Del resto, Marlowe, e la fumosa Los Angeles di fine anni Trenta, sono un cosmo affascinante e fascinoso, che si presta per essere per essere tradotta in arte cinematografica, come dimostra la lunga filmografia sul Detective triste e acciaccato - lo ripetiamo, Liam Neeson è inaspettatamente bravo in un ruolo tanto delicato e quanto sfaccettato. Pur coerente con il suo spirito noir, e con la sua voglia di rispolverare un mito (perché di questo si tratta), Jordan mette in serie i diversi elementi - l'indagine, la femme fatale, l'immaginario di Chandler - senza però dare loro i giusti accordi. Per dire, la prima ora è godile, ben scritta, scorrevole. La parte finale, invece, si inceppa, perdendo l'abbrivio, e restando incastrato in un fiume di parole. Dall'altra parte, Detective Marlowe potremmo intenderlo come un tuffo nel passato (in tutti i sensi); l'alternativa diretta al thriller postmoderno, o al neo-noir: un giallo a regola d'arte, comprese le gustose quanto irrinunciabili ingenuità stilistiche e narrative.
Conclusioni
Neil Jordan rispolvera un mito.
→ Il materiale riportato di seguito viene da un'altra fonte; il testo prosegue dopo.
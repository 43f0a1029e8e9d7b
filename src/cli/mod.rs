//! # minidb CLI Module
//!
//! Interactive shell for a minidb database file. This is a consumer of the
//! engine's public API, not part of it: the statement grammar and output
//! format below are shell concerns.
//!
//! ## Statements
//!
//! ```text
//! insert <id> <username> <email>
//! select
//! delete <id>
//! ```
//!
//! ## Dot Commands
//!
//! | Command      | Description                           |
//! |--------------|---------------------------------------|
//! | `.exit`      | Close the database and quit           |
//! | `.btree`     | Print the tree structure              |
//! | `.constants` | Print the derived layout constants    |
//! | `.help`      | Show available commands               |
//!
//! Statement errors (duplicate key, key not found, malformed input) are
//! printed and the loop continues; `.exit` or Ctrl-D closes the table,
//! which is when changes become durable.

pub mod repl;

pub use repl::Repl;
Di questo gli va dato merito. Come detto nella recensione di Detective Marlowe, la faccia di Liam Neeson salva in parte il film, e si sposa bene con il tono malinconico del film. Una buona sceneggiatura, poi, riesce ad intrattenere e ad affascinare. La seconda parte del film, però, si sfilaccia, facendo calare il ritmo, e di conseguenza l'attenzione.
Perché ci piace
- L'atmosfera.
- Liam Neeson convince nei panni di Marlowe.
- La prima ora è piacevole...
Cosa non va
- ... la seconda si incastra, perdendo di ritmo.
- Un film indeciso su cosa voler essere davvero.